You might think I am kidding. I am not. Why would I be traveling on this last train out of the city not knowing where I am headed to and who I would be living with?  When my wife opened her eyes, thanks to my rummaging through her sleeping body for secrets she would not like to confess, she instinctively covered her open body with a blanket and shouted like a soprano in an opera. After a couple of minutes, the entire house was in our bedroom. My son, my daughter and my mother who had come with my sister on a vacation. All of them looked at me as if I were an intruder and asked, “Who is this guy? How did he come in to the house and what is he doing in the bedroom?
My wife pleaded innocence for sleeping with a stranger and told them that she did not know how this man,( pointing to me), had ever entered the house nor had she seen him (me) before. I watched the drama unfolding before my eyes. What was happening?
In the beginning, I thought it was a joke. But that did not make sense. Even if it was intended as a joke, it could only qualify as a perversion my family was incapable of. Something in their eyes scared me. It was the unmistakable gaze of not recognizing. A gaze we reserve only for strangers. It was the same look I would later evoke from my neighborhood that had gathered in solidarity with my family members when I left my home later that day unable to convince either of them about my identity. Marlene aunt who knew me from my childhood could be heard mentioning to her son, “Who is this loafer who has entered that house? Do you even understand whatever is happening nowadays?”
Another neighbor, my college friend, would be telling his wife, “This guy claimed he was Leela’s husband, it seems. The nerve of these impostors.” I never imagined I would be made to feel guilty for no crime other than my existence. In my own neighborhood and in front of my own family.
*********
No amount of reason worked. I confronted them with certain basic questions. For example, I had asked my wife if she did not know me and that if I were not her husband, did she at least acknowledge her marital status. How could she explain her son and daughter otherwise?
Obviously, She was taken aback at the prospect of having mothered children who would not know their father.
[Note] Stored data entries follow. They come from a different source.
//! Player commands submitted by the transport layer.
//!
//! Commands are queued per player and applied at tick boundaries under the
//! instance lock, so no command ever observes or interleaves with a
//! half-completed tick.

use crate::fixed::Fixed64;
use crate::id::{MachineTypeId, ReceptId, ResourceTypeId};

/// A single player command.
#[derive(Debug, Clone, PartialEq, serde::Serialize, serde::Deserialize)]
pub enum Command {
    /// Build one unit of the given entry, paying the type's cost.
    BuildMachine {
        machine_type: MachineTypeId,
        recept: Option<ReceptId>,
    },
    /// Tear down one unit of the given entry. The cost is not refunded.
    DestroyMachine {
        machine_type: MachineTypeId,
        recept: Option<ReceptId>,
    },
    /// Move one unit from the recept entry to the idle entry.
    IdleMachine {
        machine_type: MachineTypeId,
        recept: ReceptId,
    },
    /// Move one unit from the idle entry to the recept entry.
    ComeToWorkMachine {
        machine_type: MachineTypeId,
        recept: ReceptId,
    },
    /// Set the storage ceiling for one resource.
    SetResourceCeiling {
        resource: ResourceTypeId,
        max: Fixed64,
    },
}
“Of course, I am married. Yes I am”. She moved backwards clutching the white blanket wrapped around her body as if trying to remember something, and then in a moment of epiphany, took out her marital thread and showed me.
“See this”, she paraded it very excitedly.
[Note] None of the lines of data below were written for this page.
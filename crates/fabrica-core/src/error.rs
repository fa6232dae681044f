use crate::id::{MachineKey, MachineTypeId, PlayerId, ReceptId, ResourceTypeId, ZoneId};

/// Unrecoverable defects: catalog and player state must be mutually
/// consistent by construction, so a failed id lookup means corrupted state
/// rather than bad input. Callers abort the affected instance instead of
/// continuing with partial state.
#[derive(Debug, Clone, PartialEq, Eq, thiserror::Error)]
pub enum ContractViolation {
    #[error("unknown resource type {0:?}")]
    UnknownResource(ResourceTypeId),
    #[error("unknown recept {0:?}")]
    UnknownRecept(ReceptId),
    #[error("unknown machine type {0:?}")]
    UnknownMachineType(MachineTypeId),
    #[error("no machine entry for {0:?}")]
    UnknownMachineEntry(MachineKey),
    #[error("zone {0:?} does not exist")]
    MissingZone(ZoneId),
    #[error("unknown player {0:?}")]
    UnknownPlayer(PlayerId),
}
“So, you have a husband. He must have a name, I presume”
At this, she was perplexed as if I had asked her to prove the Einstein’s theory of relativity mathematically.
“Perhaps, you have forgotten his name?” I added sarcastically.
And then, as if to heighten the drama of the moment, I extended the question to my other family members.
“Tell me, my little ones, do you not remember your father? Do you not remember who took you to school every day in his car?” I asked my children as they scurried away like rabbits unable to face the existential crises that had set in their little lives.
“Tell me, ma, do you not have a son or are you going to deny that too. If you don’t have one, why are you here? Whose house is this?” And my mother did not have an answer.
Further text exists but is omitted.